24You apparently worked delivering water for farming for 30 years.  You have been married for 58 years.  You have feelings of guilt and shame and you now consider yourself as an old man, a burden to your family.  You have psychiatric assessment and treatment since last year following your suicide attempt.  The psychologist's report clearly bears that out. 

25I do not think I need to go through the details of your history excepting how in the nursing home you have a doctor close by when you need it.  Despite your anxiety at being separated, you do not have to worry about giving living tasks.

26Your emphysema is getting worse as you get older.  Clearly your anxiety is the same.  I do not need to go through the matters which your counsel pointed out.  They are quite accurate in terms of your needing a walking frame and the like.  You scored on that psychologist's report as extremely high ranges in anxiety, including breathing difficulty, trembling, panic, heart racing and feeling scared. 

27You also scored in severe ranges of stress, including finding it hard to wind down and relax as well as extremely severe ranges of depression, with symptoms including a lack of positive emotion, low mood, lack of motivation, enthusiasm, hopelessness about the future and a sense of meaninglessness. That is the position you find yourself in as an old man facing the rest of his life, Mr Maloney.  Accordingly, I am going to look at all the matters involving this.  

28Clearly, I accept what the Crown say about the taboo and the consequences of it.  But this is a situation where, in my view, punishment is an extraordinarily difficult proposition.  I was tempted initially in these circumstances to give you an adjourned disposition.  It seems to me that even with conviction that would be trivialising it.  I am not prepared to impose a community corrections order that is done simply for the fact of doing it. 

29I have no idea whether you would be able to do one hour community or something.  I do not know.  A fine clearly would be ridiculous.  In my view, active custody is way beyond what this deserves at this time, bearing in mind your condition.  I certainly take into account the matters of mercy insofar as you are concerned. 

30It seems to me that any sentencing judge taking an old man from a nursing home with your mental and physical disabilities and putting him in gaol to die, as I said, would not be proper sentencing in effect or purpose in my view.

31Accordingly, in all the situations that exist here the only remedy left is really a suspended sentence.  I make it clear that my instinctive response is that that is too much for this.  However, when I look at it pragmatically you will not be breaching it.  At least it shows that incest is a serious crime.  We just have to leave it at that, I think.  Rehabilitation is immaterial and risk of you re-offending, in my view, is zero. 

32Accordingly, taking all those matters into account, you are sentenced to imprisonment for a period of 12 months and that is to be – because I consider it to be in the interests of justice to do so, I am not going to refer to all the authorities on that - that will be suspended for a period of 18 months. 

33Pursuant to s6AAA of the Sentencing Act, but for your plea of guilty you would have been sentenced to imprisonment for a period of 18 months.

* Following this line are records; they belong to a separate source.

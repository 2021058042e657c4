//! In-memory store implementations backed by `DashMap`. Entry locks make
//! every targeted mutation atomic per document, which is the same guarantee
//! a document store's `$inc`/`$set` operators give.

use crate::{
    BoxFuture, CampaignStore, CommunicationLogStore, CustomerStore, LogMutation, Page,
    SegmentStore,
};
use dashmap::DashMap;
use pulse_core::types::{
    Campaign, CampaignStatus, CommunicationLog, Customer, Segment, StatsDelta,
};
use pulse_core::{PulseError, PulseResult};
use uuid::Uuid;

fn paginate<T: Clone>(mut items: Vec<T>, page: usize, limit: usize) -> Page<T> {
    let page = page.max(1);
    let limit = limit.max(1);
    let total = items.len() as u64;
    let pages = total.div_ceil(limit as u64);
    let start = (page - 1).saturating_mul(limit);
    let data = if start >= items.len() {
        Vec::new()
    } else {
        items.drain(start..items.len().min(start + limit)).collect()
    };
    Page {
        data,
        page,
        limit,
        total,
        pages,
    }
}

// ─── Customers ──────────────────────────────────────────────────────────

#[derive(Default)]
pub struct InMemoryCustomerStore {
    customers: DashMap<Uuid, Customer>,
    /// Enforces email uniqueness; maps normalized email → customer id.
    emails: DashMap<String, Uuid>,
}

impl InMemoryCustomerStore {
    pub fn new() -> Self {
        Self::default()
    }

    fn sorted_desc(&self) -> Vec<Customer> {
        let mut all: Vec<_> = self.customers.iter().map(|e| e.value().clone()).collect();
        all.sort_by(|a, b| b.created_at.cmp(&a.created_at));
        all
    }
}

impl CustomerStore for InMemoryCustomerStore {
    fn insert<'a>(&'a self, customer: Customer) -> BoxFuture<'a, PulseResult<Customer>> {
        Box::pin(async move {
            let email = customer.email.clone();
            match self.emails.entry(email.clone()) {
                dashmap::mapref::entry::Entry::Occupied(_) => Err(PulseError::Validation(
                    format!("customer with email '{email}' already exists"),
                )),
                dashmap::mapref::entry::Entry::Vacant(slot) => {
                    slot.insert(customer.id);
                    self.customers.insert(customer.id, customer.clone());
                    Ok(customer)
                }
            }
        })
    }

    fn get<'a>(&'a self, id: Uuid) -> BoxFuture<'a, PulseResult<Option<Customer>>> {
        Box::pin(async move { Ok(self.customers.get(&id).map(|c| c.clone())) })
    }

    fn all<'a>(&'a self) -> BoxFuture<'a, PulseResult<Vec<Customer>>> {
        Box::pin(async move { Ok(self.customers.iter().map(|e| e.value().clone()).collect()) })
    }

    fn list<'a>(&'a self, page: usize, limit: usize) -> BoxFuture<'a, PulseResult<Page<Customer>>> {
        Box::pin(async move { Ok(paginate(self.sorted_desc(), page, limit)) })
    }

    fn count<'a>(&'a self) -> BoxFuture<'a, PulseResult<u64>> {
        Box::pin(async move { Ok(self.customers.len() as u64) })
    }
}

// ─── Segments ───────────────────────────────────────────────────────────

#[derive(Default)]
pub struct InMemorySegmentStore {
    segments: DashMap<Uuid, Segment>,
}

impl InMemorySegmentStore {
    pub fn new() -> Self {
        Self::default()
    }
}

impl SegmentStore for InMemorySegmentStore {
    fn insert<'a>(&'a self, segment: Segment) -> BoxFuture<'a, PulseResult<Segment>> {
        Box::pin(async move {
            self.segments.insert(segment.id, segment.clone());
            Ok(segment)
        })
    }

    fn get<'a>(&'a self, id: Uuid) -> BoxFuture<'a, PulseResult<Option<Segment>>> {
        Box::pin(async move { Ok(self.segments.get(&id).map(|s| s.clone())) })
    }

    fn update<'a>(&'a self, segment: Segment) -> BoxFuture<'a, PulseResult<Segment>> {
        Box::pin(async move {
            if !self.segments.contains_key(&segment.id) {
                return Err(PulseError::NotFound("segment", segment.id.to_string()));
            }
            self.segments.insert(segment.id, segment.clone());
            Ok(segment)
        })
    }

    fn list<'a>(&'a self, page: usize, limit: usize) -> BoxFuture<'a, PulseResult<Page<Segment>>> {
        Box::pin(async move {
            let mut all: Vec<_> = self.segments.iter().map(|e| e.value().clone()).collect();
            all.sort_by(|a, b| b.created_at.cmp(&a.created_at));
            Ok(paginate(all, page, limit))
        })
    }
}

// ─── Campaigns ──────────────────────────────────────────────────────────

#[derive(Default)]
pub struct InMemoryCampaignStore {
    campaigns: DashMap<Uuid, Campaign>,
}

impl InMemoryCampaignStore {
    pub fn new() -> Self {
        Self::default()
    }
}

impl CampaignStore for InMemoryCampaignStore {
    fn insert<'a>(&'a self, campaign: Campaign) -> BoxFuture<'a, PulseResult<Campaign>> {
        Box::pin(async move {
            self.campaigns.insert(campaign.id, campaign.clone());
            Ok(campaign)
        })
    }

    fn get<'a>(&'a self, id: Uuid) -> BoxFuture<'a, PulseResult<Option<Campaign>>> {
        Box::pin(async move { Ok(self.campaigns.get(&id).map(|c| c.clone())) })
    }

    fn list<'a>(&'a self, page: usize, limit: usize) -> BoxFuture<'a, PulseResult<Page<Campaign>>> {
        Box::pin(async move {
            let mut all: Vec<_> = self.campaigns.iter().map(|e| e.value().clone()).collect();
            all.sort_by(|a, b| b.created_at.cmp(&a.created_at));
            Ok(paginate(all, page, limit))
        })
    }

    fn set_status<'a>(
        &'a self,
        id: Uuid,
        status: CampaignStatus,
    ) -> BoxFuture<'a, PulseResult<()>> {
        Box::pin(async move {
            let mut campaign = self
                .campaigns
                .get_mut(&id)
                .ok_or_else(|| PulseError::NotFound("campaign", id.to_string()))?;
            campaign.status = status;
            campaign.updated_at = chrono::Utc::now();
            Ok(())
        })
    }

    fn set_total_audience<'a>(&'a self, id: Uuid, n: u64) -> BoxFuture<'a, PulseResult<()>> {
        Box::pin(async move {
            let mut campaign = self
                .campaigns
                .get_mut(&id)
                .ok_or_else(|| PulseError::NotFound("campaign", id.to_string()))?;
            campaign.stats.total_audience = n;
            campaign.updated_at = chrono::Utc::now();
            Ok(())
        })
    }

    fn apply_stats_delta<'a>(
        &'a self,
        id: Uuid,
        delta: StatsDelta,
    ) -> BoxFuture<'a, PulseResult<()>> {
        Box::pin(async move {
            // Entry lock serializes concurrent reconcilers on this campaign.
            let mut campaign = self
                .campaigns
                .get_mut(&id)
                .ok_or_else(|| PulseError::NotFound("campaign", id.to_string()))?;
            campaign.stats.sent += delta.sent;
            campaign.stats.delivered += delta.delivered;
            campaign.stats.failed += delta.failed;
            campaign.updated_at = chrono::Utc::now();
            Ok(())
        })
    }
}

// ─── Communication logs ─────────────────────────────────────────────────

#[derive(Default)]
pub struct InMemoryCommunicationLogStore {
    logs: DashMap<Uuid, CommunicationLog>,
    by_pair: DashMap<(Uuid, Uuid), Uuid>,
    by_vendor_message: DashMap<String, Uuid>,
}

impl InMemoryCommunicationLogStore {
    pub fn new() -> Self {
        Self::default()
    }
}

impl CommunicationLogStore for InMemoryCommunicationLogStore {
    fn insert<'a>(&'a self, log: CommunicationLog) -> BoxFuture<'a, PulseResult<CommunicationLog>> {
        Box::pin(async move {
            self.by_pair.insert((log.campaign_id, log.customer_id), log.id);
            if let Some(response) = &log.vendor_response {
                self.by_vendor_message.insert(response.message_id.clone(), log.id);
            }
            self.logs.insert(log.id, log.clone());
            Ok(log)
        })
    }

    fn get<'a>(&'a self, id: Uuid) -> BoxFuture<'a, PulseResult<Option<CommunicationLog>>> {
        Box::pin(async move { Ok(self.logs.get(&id).map(|l| l.clone())) })
    }

    fn find_by_campaign<'a>(
        &'a self,
        campaign_id: Uuid,
    ) -> BoxFuture<'a, PulseResult<Vec<CommunicationLog>>> {
        Box::pin(async move {
            let mut logs: Vec<_> = self
                .logs
                .iter()
                .filter(|e| e.value().campaign_id == campaign_id)
                .map(|e| e.value().clone())
                .collect();
            logs.sort_by(|a, b| b.created_at.cmp(&a.created_at));
            Ok(logs)
        })
    }

    fn find_by_pair<'a>(
        &'a self,
        campaign_id: Uuid,
        customer_id: Uuid,
    ) -> BoxFuture<'a, PulseResult<Option<CommunicationLog>>> {
        Box::pin(async move {
            let id = self.by_pair.get(&(campaign_id, customer_id)).map(|e| *e);
            Ok(id.and_then(|id| self.logs.get(&id).map(|l| l.clone())))
        })
    }

    fn find_by_vendor_message_id<'a>(
        &'a self,
        message_id: &'a str,
    ) -> BoxFuture<'a, PulseResult<Option<CommunicationLog>>> {
        Box::pin(async move {
            let id = self.by_vendor_message.get(message_id).map(|e| *e);
            Ok(id.and_then(|id| self.logs.get(&id).map(|l| l.clone())))
        })
    }

    fn update<'a>(
        &'a self,
        id: Uuid,
        mutation: LogMutation,
    ) -> BoxFuture<'a, PulseResult<Option<CommunicationLog>>> {
        Box::pin(async move {
            let updated = {
                let Some(mut log) = self.logs.get_mut(&id) else {
                    return Ok(None);
                };
                mutation(&mut log);
                log.clone()
            };
            // Keep the vendor message index current; the dispatcher sets the
            // vendor response through this path after a successful send.
            if let Some(response) = &updated.vendor_response {
                self.by_vendor_message.insert(response.message_id.clone(), id);
            }
            Ok(Some(updated))
        })
    }
}

#[cfg(test)]
mod tests {
    use super::*;
    use chrono::Utc;
    use pulse_core::types::{CustomerDraft, DeliveryStatus, VendorResponse};

    fn draft(email: &str) -> CustomerDraft {
        CustomerDraft {
            name: "Test".into(),
            email: email.into(),
            phone: None,
            total_spent: 0.0,
            visit_count: 0,
            last_visit: None,
            tags: Vec::new(),
            custom_fields: Default::default(),
        }
    }

    fn log(campaign_id: Uuid, customer_id: Uuid) -> CommunicationLog {
        CommunicationLog {
            id: Uuid::new_v4(),
            campaign_id,
            segment_id: Uuid::new_v4(),
            customer_id,
            message: "hi".into(),
            status: DeliveryStatus::Pending,
            vendor_response: None,
            delivery_receipt: None,
            error: None,
            retry_count: 0,
            last_attempt: None,
            created_by: Uuid::new_v4(),
            created_at: Utc::now(),
        }
    }

    #[tokio::test]
    async fn duplicate_email_is_rejected() {
        let store = InMemoryCustomerStore::new();
        store
            .insert(Customer::from_draft(draft("a@example.com")))
            .await
            .unwrap();
        let err = store
            .insert(Customer::from_draft(draft("a@example.com")))
            .await
            .unwrap_err();
        assert!(matches!(err, PulseError::Validation(_)));
        assert_eq!(store.count().await.unwrap(), 1);
    }

    #[tokio::test]
    async fn stats_delta_increments_are_not_lost_under_concurrency() {
        let store = std::sync::Arc::new(InMemoryCampaignStore::new());
        let now = Utc::now();
        let campaign = Campaign {
            id: Uuid::new_v4(),
            name: "c".into(),
            description: None,
            segment_id: Uuid::new_v4(),
            message: "m".into(),
            status: CampaignStatus::Running,
            schedule_time: None,
            stats: Default::default(),
            created_by: Uuid::new_v4(),
            tags: Vec::new(),
            created_at: now,
            updated_at: now,
        };
        let id = campaign.id;
        store.insert(campaign).await.unwrap();

        let mut handles = Vec::new();
        for _ in 0..100 {
            let store = store.clone();
            handles.push(tokio::spawn(async move {
                store
                    .apply_stats_delta(
                        id,
                        StatsDelta {
                            sent: 1,
                            delivered: 1,
                            failed: 0,
                        },
                    )
                    .await
                    .unwrap();
            }));
        }
        for handle in handles {
            handle.await.unwrap();
        }

        let campaign = store.get(id).await.unwrap().unwrap();
        assert_eq!(campaign.stats.sent, 100);
        assert_eq!(campaign.stats.delivered, 100);
    }

    #[tokio::test]
    async fn vendor_message_index_follows_updates() {
        let store = InMemoryCommunicationLogStore::new();
        let inserted = store.insert(log(Uuid::new_v4(), Uuid::new_v4())).await.unwrap();

        assert!(store
            .find_by_vendor_message_id("msg_1")
            .await
            .unwrap()
            .is_none());

        store
            .update(
                inserted.id,
                Box::new(|l| {
                    l.status = DeliveryStatus::Sent;
                    l.vendor_response = Some(VendorResponse {
                        message_id: "msg_1".into(),
                        status: DeliveryStatus::Sent,
                        timestamp: Utc::now(),
                    });
                }),
            )
            .await
            .unwrap();

        let found = store
            .find_by_vendor_message_id("msg_1")
            .await
            .unwrap()
            .expect("indexed after update");
        assert_eq!(found.id, inserted.id);
        assert_eq!(found.status, DeliveryStatus::Sent);
    }

    #[tokio::test]
    async fn pair_lookup_returns_the_unique_log() {
        let store = InMemoryCommunicationLogStore::new();
        let campaign = Uuid::new_v4();
        let customer = Uuid::new_v4();
        let inserted = store.insert(log(campaign, customer)).await.unwrap();
        store.insert(log(campaign, Uuid::new_v4())).await.unwrap();

        let found = store.find_by_pair(campaign, customer).await.unwrap().unwrap();
        assert_eq!(found.id, inserted.id);
        assert!(store
            .find_by_pair(Uuid::new_v4(), customer)
            .await
            .unwrap()
            .is_none());
    }

    #[tokio::test]
    async fn pagination_clamps_and_counts() {
        let store = InMemoryCustomerStore::new();
        for i in 0..25 {
            store
                .insert(Customer::from_draft(draft(&format!("u{i}@example.com"))))
                .await
                .unwrap();
        }
        let page = store.list(1, 10).await.unwrap();
        assert_eq!(page.data.len(), 10);
        assert_eq!(page.total, 25);
        assert_eq!(page.pages, 3);

        let last = store.list(3, 10).await.unwrap();
        assert_eq!(last.data.len(), 5);

        let beyond = store.list(9, 10).await.unwrap();
        assert!(beyond.data.is_empty());
    }
}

That would have been suspended for a period of two years because I would have considered it in the interests of justice to do so.

34Any other rulings I have make, gents?

35MR GRANT:  No other orders, thank you.

36MR MCAULIFFE:  Apologies, Your Honour, I think there was just one day of pre-sentence detention just to be declared, otherwise nothing further.

37HIS HONOUR:  You don't declare the day that you – I don't remember this – you don't declare with a suspended sentence.  Just remember in case he breaches it he's got a day up his sleeve.

38MR MCAULIFFE:  Thank you, Your Honour, I appreciate it.

39HIS HONOUR:  You don't declare the time against a suspended sentence.

40MR MCAULIFFE:  Thank you.

41HIS HONOUR:  All right.  Can I just say those submissions were very helpful, too.  I meant that when I said that.

42MR MCAULIFFE:  If the court pleases.

43HIS HONOUR:  And for Mr Grant's usual robust contribution.